Let's say you've got your configs and you're running an update. One rule says to create file A and make sure it's empty. The next rule says to copy something into file B. The next rule says to copy file B into file A. Well wait a minute - we already did an operation on file A. What the fuck is wrong with you? Was this overwrite intentional or not? Why have the rule to create file A if you were just going to copy file B on top of it? This is where the 'safety' modes come in. In 'paranoid' mode, any operation such as this results in either a warning or an error (you should be able to set it to one or the other globally). Alternatively there will be a 'trusting' mode wherein anything that happens is assumed to happen for a reason. For operations in 'trusting' mode, if there is a rule which explicitly conflicts with another - you told it to set permissions to 0644 in one rule and 0755 in another rule - a warning will be emitted, but not nearly as many as in 'paranoid warning' mode. Of course all of this will be separate from the inherent logging in any test or operation which is performed for debugging purposes.
All this is a bit grandiose already for what I need, but might as well put it in now than have to add it later.

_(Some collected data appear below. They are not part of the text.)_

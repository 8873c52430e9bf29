//! Join requests: one per simulated user.

use std::collections::BTreeMap;

use url::Url;

use super::display_name::generate_display_name;

/// Parameters of a self-signed join (the join URL is built and signed locally)
#[derive(Debug, Clone, PartialEq, Eq)]
pub struct SelfSignedJoin {
    /// Base URL of the conferencing server (e.g. `https://bbb.example.com`)
    pub host: Url,
    pub meeting_id: String,
    pub password: String,
    /// Shared secret of the server's API
    pub secret: String,
    /// Extra query parameters flattened into the join call
    pub extra_attributes: BTreeMap<String, String>,
}

/// How the join URL of a request is obtained
#[derive(Debug, Clone, PartialEq, Eq)]
pub enum JoinMode {
    /// An already valid join URL supplied from outside
    ExternalUrl(Url),
    /// A join URL constructed and signed from raw credentials
    SelfSigned(SelfSignedJoin),
}

/// Join request of one simulated user. Immutable after creation.
#[derive(Debug, Clone, PartialEq, Eq)]
pub struct JoinRequest {
    user_index: usize,
    display_name: String,
    mode: JoinMode,
}

impl JoinRequest {
    /// Create a request with a freshly generated display name
    pub fn new(user_index: usize, mode: JoinMode) -> Self {
        let display_name = generate_display_name(&mut rand::rng());
        Self::with_display_name(user_index, display_name, mode)
    }

    /// Create a request with a caller-supplied display name
    pub fn with_display_name(user_index: usize, display_name: String, mode: JoinMode) -> Self {
        Self {
            user_index,
            display_name,
            mode,
        }
    }

    /// Build `count` requests sharing the same mode, indexed from 0
    pub fn batch(count: usize, mode: &JoinMode) -> Vec<Self> {
        (0..count).map(|i| Self::new(i, mode.clone())).collect()
    }

    pub fn user_index(&self) -> usize {
        self.user_index
    }

    pub fn display_name(&self) -> &str {
        &self.display_name
    }

    pub fn mode(&self) -> &JoinMode {
        &self.mode
    }
}
//! Live session of one simulated participant.

use std::{fmt, sync::Arc};

use tokio::task::JoinHandle;

use super::{ActivityTracker, ConnectionId, JoinGate, RealtimeTransport};

/// One simulated participant's live session.
///
/// Owns its transport, its liveness monitor task and its join-orchestration
/// task. Only created once the transport has been constructed, so a handle is
/// never partially initialized.
pub struct ConnectionHandle {
    user_index: usize,
    connection_id: ConnectionId,
    display_name: String,
    activity: Arc<ActivityTracker>,
    join_gate: Arc<JoinGate>,
    transport: Arc<dyn RealtimeTransport>,
    monitor: Option<JoinHandle<()>>,
    orchestrator: Option<JoinHandle<()>>,
}

impl ConnectionHandle {
    pub fn new(
        user_index: usize,
        connection_id: ConnectionId,
        display_name: String,
        activity: Arc<ActivityTracker>,
        transport: Arc<dyn RealtimeTransport>,
    ) -> Self {
        Self {
            user_index,
            connection_id,
            display_name,
            activity,
            join_gate: Arc::new(JoinGate::new()),
            transport,
            monitor: None,
            orchestrator: None,
        }
    }

    pub fn user_index(&self) -> usize {
        self.user_index
    }

    pub fn connection_id(&self) -> ConnectionId {
        self.connection_id
    }

    pub fn display_name(&self) -> &str {
        &self.display_name
    }

    pub fn activity(&self) -> &Arc<ActivityTracker> {
        &self.activity
    }

    pub fn join_gate(&self) -> &Arc<JoinGate> {
        &self.join_gate
    }

    pub fn transport(&self) -> &Arc<dyn RealtimeTransport> {
        &self.transport
    }

    /// Install the liveness monitor task, replacing (and cancelling) any previous one
    pub fn set_monitor(&mut self, monitor: JoinHandle<()>) {
        self.detach_monitor();
        self.monitor = Some(monitor);
    }

    /// Cancel the liveness monitor. Idempotent.
    ///
    /// # Returns
    ///
    /// `true` if a running monitor was cancelled by this call
    pub fn detach_monitor(&mut self) -> bool {
        match self.monitor.take() {
            Some(monitor) => {
                monitor.abort();
                true
            }
            None => false,
        }
    }

    pub fn has_monitor(&self) -> bool {
        self.monitor.is_some()
    }

    /// Install the task consuming the current-user subscription
    pub fn set_orchestrator(&mut self, orchestrator: JoinHandle<()>) {
        if let Some(previous) = self.orchestrator.replace(orchestrator) {
            previous.abort();
        }
    }

    /// Stop the current-user subscription consumer. Idempotent.
    pub fn stop_orchestrator(&mut self) {
        if let Some(orchestrator) = self.orchestrator.take() {
            orchestrator.abort();
        }
    }
}

impl fmt::Debug for ConnectionHandle {
    fn fmt(&self, f: &mut fmt::Formatter<'_>) -> fmt::Result {
        f.debug_struct("ConnectionHandle")
            .field("user_index", &self.user_index)
            .field("connection_id", &self.connection_id)
            .field("display_name", &self.display_name)
            .field("join_state", &self.join_gate.state())
            .field("monitoring", &self.monitor.is_some())
            .finish()
    }
}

added The config's sections have the ability to be "include"'d into other sections to provide defaults or a set of instructions where they are included. In this way we can modularize or reuse sections. In order to make 'paranoid mode' above happy we may also need to add a set of commands to perform basic I/O options. Also we should be able to define files or directories which should be explicitly backed-up before an operation (such as a mysterious 'exec' call) might modify them. Of course different variables and data types may be necessary. Besides the global '$VARIABLE' data type, we may need to provide lists or arrays of data and be able to reproduce it within a section. '@ARRAY' is one obvious choice, though for data which may apply only to a given section at evaluation-time (such as an array that changes each time it is evaluated) we may need a more specific way to specify that data type and its values.
added The initial configuration layout has changed to a sort of filesystem overlay. The idea is to lay out your configs in the same place as they'd be on the filesystem of your target host(s) and place checkup configs in directories which will determine how files will be delivered. I started out with a puppet-like breakout of configs and templates, modularizing everything etc. But it quickly became tedious to figure out the best way to organize everything. Putting it all in the place you'd expect it on disk is the simplest. You want an apache config? Go edit checkup/filesystem/etc/apache/ files. You want to set up a user's home directory configs? Go to checkup/filesystem/home/user/. Just edit a .checkuprc in the directory you want and populate files as they'd be on the filesystem (your checkuprc will have to reference them for them to be copied over, though).